Duration of treatment / exposure:
6 hours each on 2 consecutive days
Frequency of treatment:
once per day on 2 consecutive days
Doses / concentrationsopen allclose all
Remarks:
Doses / Concentrations:
500 ppm = 3300 mg/m3 (aerosol/vapor)
Basis:
nominal conc.
Remarks:
Doses / Concentrations:
3200 (+/- 280) mg/m3 (aerosol/vapour)
Basis:
analytical conc.
No. of animals per sex per dose:
No. of animals per dose: 10 exposed, 5 negative control
Control animals:
yes
Positive control(s):
40 mg cyclophosphamide/kg by oral intubation

Examinations

Tissues and cell types examined:
Bone marrow: At least 3 slides per rat (fixed, and stained with acridine orange), 2000 PCEs per rat scored for  micronuclei, 1000 erythrocytes scored for PCE/NCE ratio ; Representative slides from each rat were examined blindly.

further EXAMINATIONS: 
- Clinical observations: during exposure (including alerting stimulus)
- Organs examined at necropsy: marrow  from 1 femur
- Body weights: yes
Details of tissue and slide preparation:
Immediately after sacrifice, marrow from 1 femur of each rat was collected. At least 3 slides per rat were prepared, fixed, and stained with acridine orange.

Results and discussion

Test results
Sex:
male
Genotoxicity:
negative
Toxicity:
no effects
Remarks:
no mortalities
Additional information on results:
MORTALITY: no test substance-induced mortality

CLINICAL SIGNS:   
- During exposure: no clinical signs, response to alerting stimulus  diminished or absent   
- After exposure: lethargy and/or irregular respiration. 

BODY WEIGHT CHANGES: losses in treated and positive control rats

EFFECT ON MITOTIC INDEX OR PCE/NCE RATIO:    No statistically significant depressions in the proportion of PCEs  among 1000 erythrocytes were observed.

GENOTOXIC EFFECTS:    There were no statistically significant increases in the MNPCE  frequency in rats exposed to the test substance. A statistically  significant increase in the MNPCE frequency was found in the positive  control rats.

Any other information on results incl. tables

For each exposure, the mean aerosol concentration was added to the mean vapor concentration to calculate the total chamber atmospheric concentration of 1,5,9-cyclododecatriene. The analytically determined mean concentration in the exposure chamber targeted to 3300 mg/m3 (500 ppm) was 3200 ± 280 mg/m3 for the 2 exposures. The aerosol in the chamber was considered

respirable in rats with a mass median aerodynamic diameter of 3.6 μm; 23% of the particles were less than 3 μm and 99% of the particles were less than 10 μm. The chamber airflow, temperature, relative humidity, and oxygen concentration were 35 L/min, 23-25ºC, 15-22%, and 21%, respectively.

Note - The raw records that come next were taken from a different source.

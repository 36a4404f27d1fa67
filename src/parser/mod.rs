/// Parser for Yezu
///
/// Scanner, lexer and hand-written recursive descent parser for Yezu
/// source code.

mod lexer;
mod parser;
mod scanner;

pub use lexer::{KEYWORDS, Lexer, Token, TokenKind, Value, tokenize, without_comments};
pub use parser::{ParseError, ParseResult, Parser};
pub use scanner::{Position, Scanner};
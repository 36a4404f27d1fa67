/**
Error types for type checking

Every error carries the position of the instruction or control
structure that failed.
*/

use crate::ast::types::{DataType, Signature, StackType, Type};
use crate::parser::Position;
use thiserror::Error;

#[derive(Debug, Clone, PartialEq, Error)]
pub enum TypeError {
    #[error("{pos}: unknown word '{name}'")]
    UnknownWord { pos: Position, name: String },

    #[error("{pos}: stack underflow in '{word}': requires {required}, found {available}")]
    StackUnderflow {
        pos: Position,
        word: String,
        required: usize,
        available: usize,
    },

    /// Concrete type on the stack conflicts with the required one
    #[error("{pos}: type mismatch in {context}: expected {expected}, found {actual}")]
    TypeMismatch {
        pos: Position,
        expected: Type,
        actual: DataType,
        context: String,
    },

    #[error("{pos}: divergent branches: {expected} vs {actual}")]
    DivergentBranches {
        pos: Position,
        expected: StackType,
        actual: StackType,
    },

    #[error("{pos}: loop effect changes stack shape: {before} becomes {after}")]
    LoopEffectMismatch {
        pos: Position,
        before: StackType,
        after: StackType,
    },

    /// Produced generic that no consumed value bound
    #[error("{pos}: '{word}' produces unresolved generic {name}")]
    UnresolvedGeneric {
        pos: Position,
        word: String,
        name: String,
    },

    #[error("{pos}: cannot infer signature of recursive function '{name}'")]
    RecursiveFunction { pos: Position, name: String },

    #[error("{pos}: function '{name}' declared as {declared} but its body has effect {inferred}")]
    SignatureMismatch {
        pos: Position,
        name: String,
        declared: Signature,
        inferred: Signature,
    },
}

impl TypeError {
    pub fn position(&self) -> &Position {
        match self {
            TypeError::UnknownWord { pos, .. }
            | TypeError::StackUnderflow { pos, .. }
            | TypeError::TypeMismatch { pos, .. }
            | TypeError::DivergentBranches { pos, .. }
            | TypeError::LoopEffectMismatch { pos, .. }
            | TypeError::UnresolvedGeneric { pos, .. }
            | TypeError::RecursiveFunction { pos, .. }
            | TypeError::SignatureMismatch { pos, .. } => pos,
        }
    }

    pub fn name(&self) -> &'static str {
        match self {
            TypeError::UnknownWord { .. } => "UnknownWord",
            TypeError::StackUnderflow { .. } => "StackUnderflow",
            TypeError::TypeMismatch { .. } => "TypeMismatch",
            TypeError::DivergentBranches { .. } => "DivergentBranches",
            TypeError::LoopEffectMismatch { .. } => "LoopEffectMismatch",
            TypeError::UnresolvedGeneric { .. } => "UnresolvedGeneric",
            TypeError::RecursiveFunction { .. } => "RecursiveFunction",
            TypeError::SignatureMismatch { .. } => "SignatureMismatch",
        }
    }
}

/// Result type for type checking operations
pub type TypeResult<T> = Result<T, TypeError>;
/**
Core type checker for Yezu

Simulates the value stack with concrete types. Word calls unify their
signature against the top of the simulated stack, `if` arms must agree
on the resulting stack, and `while` bodies must leave it unchanged.
Function signatures are inferred from their bodies on first use.
*/

use crate::ast::types::{DataType, Signature, StackType, Type};
use crate::ast::{Function, If, Instruction, Program, While};
use crate::parser::Position;
use crate::typechecker::environment::Environment;
use crate::typechecker::errors::{TypeError, TypeResult};
use crate::typechecker::unification::Bindings;
use log::{debug, trace};
use std::collections::{BTreeMap, HashSet};

/// Outcome of checking a whole program
#[derive(Debug, Clone, PartialEq)]
pub struct CheckReport {
    /// Stack left by the top-level body
    pub stack: StackType,
    /// Signature of every function, by name
    pub signatures: BTreeMap<String, Signature>,
}

/// The main type checker
pub struct TypeChecker {
    env: Environment,
    /// Names registered through `declare`
    declared: HashSet<String>,
    /// Functions whose bodies are being inferred
    in_progress: HashSet<String>,
    /// Functions whose bodies have been checked
    finished: HashSet<String>,
}

impl TypeChecker {
    /// Create a new type checker
    pub fn new() -> Self {
        TypeChecker {
            env: Environment::new(),
            declared: HashSet::new(),
            in_progress: HashSet::new(),
            finished: HashSet::new(),
        }
    }

    /// Register a signature ahead of checking. External words are
    /// trusted; a program function with this name must match it.
    pub fn declare(&mut self, name: &str, signature: Signature) {
        self.declared.insert(name.to_string());
        self.env.add_word(name, signature);
    }

    /// Type check a complete program
    pub fn check_program(&mut self, program: &Program) -> TypeResult<CheckReport> {
        for function in &program.functions {
            self.check_function(function, program)?;
        }

        let stack = self.check_sequence(&program.body, StackType::empty(), None, program)?;
        debug!("top-level body leaves {}", stack);

        let signatures = program
            .functions
            .iter()
            .filter_map(|f| {
                self.env
                    .lookup_word(&f.name)
                    .map(|sig| (f.name.clone(), sig.clone()))
            })
            .collect();

        Ok(CheckReport { stack, signatures })
    }

    /// Type check a free-standing instruction sequence from `stack`,
    /// using builtins and previously registered words only
    pub fn check_instructions(
        &mut self,
        instructions: &[Instruction],
        stack: StackType,
    ) -> TypeResult<StackType> {
        let program = Program::new();
        self.check_sequence(instructions, stack, None, &program)
    }

    /// Infer (or verify) one function's signature from its body
    fn check_function(&mut self, function: &Function, program: &Program) -> TypeResult<()> {
        if self.finished.contains(&function.name) {
            return Ok(());
        }

        let declared = if self.declared.contains(&function.name) {
            self.env.lookup_word(&function.name).cloned()
        } else {
            None
        };

        self.in_progress.insert(function.name.clone());
        let result = match &declared {
            Some(declared) => self.verify_declared(function, declared, program),
            None => self.infer(function, program),
        };
        self.in_progress.remove(&function.name);
        let signature = result?;
        debug!("{} {}", function.name, signature);

        if declared.is_none() {
            self.env.add_word(function.name.as_str(), signature);
        }
        self.finished.insert(function.name.clone());
        Ok(())
    }

    /// Check a body from an empty stack, recording what it draws from below
    fn infer(&mut self, function: &Function, program: &Program) -> TypeResult<Signature> {
        let mut inputs = Vec::new();
        let outputs =
            self.check_sequence(&function.body, StackType::empty(), Some(&mut inputs), program)?;
        Ok(Signature::concrete(&inputs, outputs.as_slice()))
    }

    /// Check a body from its declared inputs; the result must match
    fn verify_declared(
        &mut self,
        function: &Function,
        declared: &Signature,
        program: &Program,
    ) -> TypeResult<Signature> {
        let inputs = Bindings::new()
            .substitute(&declared.consumes)
            .map_err(|generic| TypeError::UnresolvedGeneric {
                pos: function.pos.clone(),
                word: function.name.clone(),
                name: generic,
            })?;
        let outputs = self.check_sequence(
            &function.body,
            StackType::from_vec(inputs.clone()),
            None,
            program,
        )?;

        let inferred = Signature::concrete(&inputs, outputs.as_slice());
        if inferred != *declared {
            return Err(TypeError::SignatureMismatch {
                pos: function.pos.clone(),
                name: function.name.clone(),
                declared: declared.clone(),
                inferred,
            });
        }
        Ok(inferred)
    }

    /// Resolve a word to its signature, inferring user functions on demand
    fn signature_of(
        &mut self,
        name: &str,
        pos: &Position,
        program: &Program,
    ) -> TypeResult<Signature> {
        if !self.declared.contains(name) {
            if let Some(function) = program.function(name) {
                if self.in_progress.contains(name) {
                    return Err(TypeError::RecursiveFunction {
                        pos: pos.clone(),
                        name: name.to_string(),
                    });
                }
                self.check_function(function, program)?;
            }
        }

        self.env
            .lookup_word(name)
            .cloned()
            .ok_or_else(|| TypeError::UnknownWord {
                pos: pos.clone(),
                name: name.to_string(),
            })
    }

    /// Thread `stack` through a sequence. `inputs` collects values drawn
    /// from below the entry stack while inferring a function; it is only
    /// passed for a function's straight-line top level.
    fn check_sequence(
        &mut self,
        instructions: &[Instruction],
        mut stack: StackType,
        mut inputs: Option<&mut Vec<DataType>>,
        program: &Program,
    ) -> TypeResult<StackType> {
        for instruction in instructions {
            stack = self.check_instruction(instruction, stack, inputs.as_deref_mut(), program)?;
            trace!("{} {} -> {}", instruction.pos(), instruction, stack);
        }
        Ok(stack)
    }

    /// Type check an instruction, returning the resulting stack type
    fn check_instruction(
        &mut self,
        instruction: &Instruction,
        mut stack: StackType,
        inputs: Option<&mut Vec<DataType>>,
        program: &Program,
    ) -> TypeResult<StackType> {
        match instruction {
            Instruction::Push { value, .. } => {
                stack.push(value.data_type());
                Ok(stack)
            }

            Instruction::Word { pos, name } => {
                let signature = self.signature_of(name, pos, program)?;
                apply_signature(name, pos, &signature, stack, inputs)
            }

            Instruction::If(node) => self.check_if(node, stack, program),

            Instruction::While(node) => self.check_while(node, stack, program),
        }
    }

    fn check_if(&mut self, node: &If, stack: StackType, program: &Program) -> TypeResult<StackType> {
        // Stack seen by the next condition, and by a missing else arm
        let mut entry = stack;
        let mut results = Vec::with_capacity(node.cases.len() + 1);

        for case in &node.cases {
            if let Some(condition) = &case.condition {
                let after = self.check_sequence(condition, entry, None, program)?;
                entry = pop_condition(after, &node.pos, "if")?;
            }
            results.push(self.check_sequence(&case.body, entry.clone(), None, program)?);
        }

        // Without else, falling through must have the same effect as any arm
        if !node.has_else() {
            results.push(entry);
        }

        let mut results = results.into_iter();
        let Some(merged) = results.next() else {
            return Ok(StackType::empty());
        };
        for result in results {
            if result != merged {
                return Err(TypeError::DivergentBranches {
                    pos: node.pos.clone(),
                    expected: merged,
                    actual: result,
                });
            }
        }

        Ok(merged)
    }

    fn check_while(
        &mut self,
        node: &While,
        stack: StackType,
        program: &Program,
    ) -> TypeResult<StackType> {
        let after = self.check_sequence(&node.condition, stack.clone(), None, program)?;
        let entry = pop_condition(after, &node.pos, "while")?;
        if entry != stack {
            return Err(TypeError::LoopEffectMismatch {
                pos: node.pos.clone(),
                before: stack,
                after: entry,
            });
        }

        let after = self.check_sequence(&node.body, entry, None, program)?;
        if after != stack {
            return Err(TypeError::LoopEffectMismatch {
                pos: node.pos.clone(),
                before: stack,
                after,
            });
        }

        Ok(stack)
    }
}

impl Default for TypeChecker {
    fn default() -> Self {
        Self::new()
    }
}

/// Pop the Bool a condition must leave on top
fn pop_condition(mut stack: StackType, pos: &Position, keyword: &str) -> TypeResult<StackType> {
    match stack.top() {
        Some(DataType::Bool) => {
            stack.pop();
            Ok(stack)
        }
        Some(actual) => Err(TypeError::TypeMismatch {
            pos: pos.clone(),
            expected: Type::Concrete(DataType::Bool),
            actual,
            context: format!("{} condition", keyword),
        }),
        None => Err(TypeError::StackUnderflow {
            pos: pos.clone(),
            word: keyword.to_string(),
            required: 1,
            available: 0,
        }),
    }
}

/// Apply a word's signature to the current stack
///
/// Consumed types are matched top of stack first against a fresh set of
/// generic bindings. With `inputs` present, a missing value whose type is
/// already known is drawn from below the entry stack instead of
/// underflowing.
fn apply_signature(
    name: &str,
    pos: &Position,
    signature: &Signature,
    mut stack: StackType,
    mut inputs: Option<&mut Vec<DataType>>,
) -> TypeResult<StackType> {
    let mut bindings = Bindings::new();
    let required = signature.consumes.len();
    let available = stack.depth();

    // Values may only be drawn from below while inferring a signature
    if inputs.is_none() && available < required {
        return Err(TypeError::StackUnderflow {
            pos: pos.clone(),
            word: name.to_string(),
            required,
            available,
        });
    }

    for expected in signature.consumes.iter().rev() {
        let actual = match stack.pop() {
            Some(actual) => actual,
            None => match (inputs.as_deref_mut(), bindings.resolve(expected)) {
                (Some(inputs), Some(ty)) => {
                    // Each draw sits below the previous one
                    inputs.insert(0, ty);
                    ty
                }
                _ => {
                    return Err(TypeError::StackUnderflow {
                        pos: pos.clone(),
                        word: name.to_string(),
                        required,
                        available,
                    });
                }
            },
        };

        bindings
            .unify(expected, actual)
            .map_err(|expected| TypeError::TypeMismatch {
                pos: pos.clone(),
                expected,
                actual,
                context: format!("'{}'", name),
            })?;
    }

    let produced =
        bindings
            .substitute(&signature.produces)
            .map_err(|generic| TypeError::UnresolvedGeneric {
                pos: pos.clone(),
                word: name.to_string(),
                name: generic,
            })?;
    for ty in produced {
        stack.push(ty);
    }

    Ok(stack)
}
use crate::parser::{ParseError, Position};
use crate::typechecker::TypeError;
use std::fmt;

/// First failure of a pipeline run
#[derive(Debug, Clone, PartialEq, thiserror::Error)]
pub enum Error {
    /// Every illegal token in the source, reported together
    #[error("{}", Illegal(.0))]
    Lexical(Vec<ParseError>),

    #[error(transparent)]
    Parse(#[from] ParseError),

    #[error(transparent)]
    Type(#[from] TypeError),
}

struct Illegal<'a>(&'a [ParseError]);

impl fmt::Display for Illegal<'_> {
    fn fmt(&self, f: &mut fmt::Formatter<'_>) -> fmt::Result {
        for (i, error) in self.0.iter().enumerate() {
            if i > 0 {
                writeln!(f)?;
            }
            write!(f, "{}", error)?;
        }
        Ok(())
    }
}

impl Error {
    /// Position of the (first) failure
    pub fn position(&self) -> Option<&Position> {
        match self {
            Error::Lexical(errors) => errors.first().map(ParseError::position),
            Error::Parse(error) => Some(error.position()),
            Error::Type(error) => Some(error.position()),
        }
    }

    pub fn name(&self) -> &'static str {
        match self {
            Error::Lexical(_) => "LexicalIllegal",
            Error::Parse(error) => error.name(),
            Error::Type(error) => error.name(),
        }
    }
}

pub type Result<T> = std::result::Result<T, Error>;
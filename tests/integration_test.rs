/**
End-to-end tests: Yezu source → tokens → program tree → checked stack
*/

use yezu::ast::types::{DataType, Signature, StackType};
use yezu::parser::{Lexer, Parser, without_comments};
use yezu::typechecker::{TypeChecker, TypeError};
use yezu::{Error, check_source, parse_source};

fn stack_of(source: &str) -> Vec<DataType> {
    check_source(source, "test.yz")
        .expect("program should check")
        .report
        .stack
        .as_slice()
        .to_vec()
}

fn type_error(source: &str) -> TypeError {
    match check_source(source, "test.yz") {
        Err(Error::Type(e)) => e,
        other => panic!("Expected type error, got {:?}", other),
    }
}

#[test]
fn test_arithmetic() {
    assert_eq!(stack_of("1 2 +"), vec![DataType::Int]);
    assert_eq!(stack_of("1 2 + true"), vec![DataType::Int, DataType::Bool]);
}

#[test]
fn test_type_mismatch_position() {
    match type_error("1 true +") {
        TypeError::TypeMismatch { pos, actual, .. } => {
            assert_eq!((pos.line, pos.column), (1, 7));
            assert_eq!(actual, DataType::Bool);
        }
        e => panic!("Expected TypeMismatch, got {:?}", e),
    }
}

#[test]
fn test_dup_drop_is_neutral() {
    let program = parse_source("dup drop", "test.yz").unwrap();
    let mut checker = TypeChecker::new();
    let stack = checker
        .check_instructions(&program.body, StackType::from_vec(vec![DataType::Int]))
        .unwrap();
    assert_eq!(stack.as_slice(), &[DataType::Int]);
}

#[test]
fn test_generic_binds_per_call() {
    assert_eq!(
        stack_of("1 dup 'c' dup"),
        vec![DataType::Int, DataType::Int, DataType::Char, DataType::Char]
    );
    assert!(stack_of("\"s\" println 2.5 println").is_empty());
}

#[test]
fn test_if_else_agree() {
    assert_eq!(stack_of("if 1 2 > then 1 else 2 end"), vec![DataType::Int]);
}

#[test]
fn test_if_else_diverge() {
    match type_error("if 1 2 > then 1 else 1.0 end") {
        TypeError::DivergentBranches {
            expected, actual, ..
        } => {
            assert_eq!(expected.as_slice(), &[DataType::Int]);
            assert_eq!(actual.as_slice(), &[DataType::Float]);
        }
        e => panic!("Expected DivergentBranches, got {:?}", e),
    }
}

#[test]
fn test_if_without_else_must_be_neutral() {
    assert_eq!(stack_of("5 if true then 1 + end"), vec![DataType::Int]);
    assert_eq!(type_error("if true then 1 end").name(), "DivergentBranches");
}

#[test]
fn test_elif_chain() {
    let source = "3 if dup 0 < then drop 'n' elif dup 0 = then drop 'z' else drop 'p' end";
    assert_eq!(stack_of(source), vec![DataType::Char]);

    let source = "3 if dup 0 < then drop 'n' elif dup 0 = then drop 0 else drop 'p' end";
    assert_eq!(type_error(source).name(), "DivergentBranches");
}

#[test]
fn test_condition_must_be_bool() {
    match type_error("if 1 then end") {
        TypeError::TypeMismatch { actual, context, .. } => {
            assert_eq!(actual, DataType::Int);
            assert_eq!(context, "if condition");
        }
        e => panic!("Expected TypeMismatch, got {:?}", e),
    }
    assert_eq!(type_error("while do end").name(), "StackUnderflow");
}

#[test]
fn test_loop_must_be_stack_neutral() {
    assert_eq!(type_error("while 1 2 > do 1 end").name(), "LoopEffectMismatch");
    assert_eq!(type_error("1 while 1 2 > do drop end").name(), "LoopEffectMismatch");
    assert_eq!(
        stack_of("10 while dup 0 > do 1 - end"),
        vec![DataType::Int]
    );
}

#[test]
fn test_unknown_word_and_underflow() {
    match type_error("1 frobnicate") {
        TypeError::UnknownWord { name, pos } => {
            assert_eq!(name, "frobnicate");
            assert_eq!(pos.column, 2);
        }
        e => panic!("Expected UnknownWord, got {:?}", e),
    }
    assert_eq!(type_error("1 +").name(), "StackUnderflow");
    assert_eq!(type_error("drop").name(), "StackUnderflow");
}

#[test]
fn test_underflow_reported_before_mismatch() {
    for source in ["true +", "1.0 +", "'c' swap"] {
        match type_error(source) {
            TypeError::StackUnderflow {
                required,
                available,
                ..
            } => assert_eq!((required, available), (2, 1), "{}", source),
            e => panic!("Expected StackUnderflow for {}, got {:?}", source, e),
        }
    }
    assert_eq!(type_error("1 true +").name(), "TypeMismatch");
}

#[test]
fn test_extra_builtins() {
    assert_eq!(stack_of("7 2 / 7 2 %"), vec![DataType::Int, DataType::Int]);
    assert_eq!(stack_of("true false and not"), vec![DataType::Bool]);
    assert_eq!(stack_of("true false or"), vec![DataType::Bool]);
    assert!(stack_of("\"no newline\" print 'c' print").is_empty());
    assert_eq!(
        stack_of("1 2 over"),
        vec![DataType::Int, DataType::Int, DataType::Int]
    );
    assert_eq!(
        stack_of("1 'c' over"),
        vec![DataType::Int, DataType::Char, DataType::Int]
    );

    assert_eq!(type_error("1 not").name(), "TypeMismatch");
    assert_eq!(type_error("1 true and").name(), "TypeMismatch");
    assert_eq!(type_error("1.0 2 /").name(), "TypeMismatch");
    assert_eq!(type_error("1 over").name(), "StackUnderflow");
}

#[test]
fn test_function_signatures_inferred() {
    let checked = check_source(
        "fun inc 1 + end\n\
         fun greet \"hi\" println end\n\
         fun answer 40 inc inc end\n\
         answer greet",
        "test.yz",
    )
    .unwrap();
    let signatures = &checked.report.signatures;

    assert_eq!(
        signatures["inc"],
        Signature::concrete(&[DataType::Int], &[DataType::Int])
    );
    assert_eq!(signatures["greet"], Signature::concrete(&[], &[]));
    assert_eq!(
        signatures["answer"],
        Signature::concrete(&[], &[DataType::Int])
    );
    assert_eq!(checked.report.stack.as_slice(), &[DataType::Int]);
}

#[test]
fn test_function_forward_reference() {
    assert_eq!(
        stack_of("fun first second 1 + end fun second 41 end first"),
        vec![DataType::Int]
    );
}

#[test]
fn test_function_body_errors() {
    assert_eq!(type_error("fun bad 1 true + end").name(), "TypeMismatch");
    assert_eq!(type_error("fun bad dup end").name(), "StackUnderflow");
    assert_eq!(
        type_error("fun loop 1 loop end").name(),
        "RecursiveFunction"
    );
}

#[test]
fn test_declared_signature() {
    let source = "fun count if dup 0 > then 1 - count else end end 3 count";
    let program = parse_source(source, "test.yz").unwrap();

    let mut checker = TypeChecker::new();
    checker.declare(
        "count",
        Signature::concrete(&[DataType::Int], &[DataType::Int]),
    );
    let report = checker.check_program(&program).unwrap();
    assert_eq!(report.stack.as_slice(), &[DataType::Int]);

    let program = parse_source("fun two 1 1 end two", "test.yz").unwrap();
    let mut checker = TypeChecker::new();
    checker.declare("two", Signature::concrete(&[], &[DataType::Int]));
    match checker.check_program(&program) {
        Err(TypeError::SignatureMismatch { name, inferred, .. }) => {
            assert_eq!(name, "two");
            assert_eq!(inferred.shape(), (0, 2));
        }
        other => panic!("Expected SignatureMismatch, got {:?}", other),
    }
}

#[test]
fn test_illegal_tokens_reported_together() {
    match check_source("1 \"open\n'ab' 2", "test.yz") {
        Err(Error::Lexical(errors)) => {
            assert_eq!(errors.len(), 1);
            assert_eq!(errors[0].name(), "LexicalIllegal");
        }
        other => panic!("Expected Lexical error, got {:?}", other),
    }

    match check_source("'ab' 1 a\"b\"", "test.yz") {
        Err(e @ Error::Lexical(_)) => {
            assert_eq!(
                e.to_string(),
                "test.yz:1:0: illegal token \"'ab'\"\ntest.yz:1:7: illegal token \"a\\\"b\\\"\""
            );
        }
        other => panic!("Expected Lexical error, got {:?}", other),
    }
}

#[test]
fn test_missing_end_is_syntax_error() {
    let err = check_source("if 1 then 2", "test.yz").unwrap_err();
    assert_eq!(err.name(), "SyntaxMissingExpected");
    assert!(err.to_string().contains("END"));
}

#[test]
fn test_parser_accepts_any_token_iterator() {
    let tokens = without_comments(Lexer::new("; c\n1 2 +", "test.yz"));
    let program = Parser::new(tokens, "test.yz").parse().unwrap();
    assert_eq!(program.body.len(), 3);
}

#[test]
fn test_printed_program_checks_the_same() {
    let source = "fun step 1 + 2 * end 3 step if dup 0 < then 0 swap - else end";
    let checked = check_source(source, "test.yz").unwrap();
    let printed = checked.program.to_string();
    let rechecked = check_source(&printed, "printed.yz").unwrap();

    assert_eq!(rechecked.program.to_string(), printed);
    assert_eq!(rechecked.report, checked.report);
}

Applicant's summary and conclusion

Conclusions:
Interpretation of results (migrated information): negative
Under these experimental conditions, 1,5,9-cyclododecatreiene was considered as not genotoxic.
Executive summary:

Male rats were exposed nose-only to the test substance or negative control, respectively, for 6 hours per day for 2 consecutive days. Body weights and clinical signs were recorded. During exposure, all rats were observed for clinical signs of toxicity and for their reaction to an alerting stimulus. Immediately after sacrifice, marrow from 1 femur of each rat was collected. At least 3 slides per rat were prepared, fixed, and stained with acridine orange. Representative slides from each rat were examined blindly. Two thousand PCEs (polychromatic erythrocytes) per rat were evaluated for micronuclei. There was no test substance-induced mortality during the study. Statistically significant body weight losses were observed in the test substance-treated and the positive indicator rats. No clinical signs of toxicity were evident in rats during exposure. Rats in the treatment group did, however, display responses to an alerting stimulus ranging from diminished to none. Test substance-related clinical signs observed in the treatment group after exposure included lethargy and/or irregula r respiration, and likely represent manifestations of systemic toxicity.

There were no statistically significant increases in the MNPCE frequency in rats exposed to 1,5,9-cyclododecatriene. As expected, a statistically significant increase in MNPCE frequency was found in CP-treated rats. Additionally, no statistically significant depressions in the proportion of PCEs among 1000 erythrocytes were observed in rats exposed to the test substance.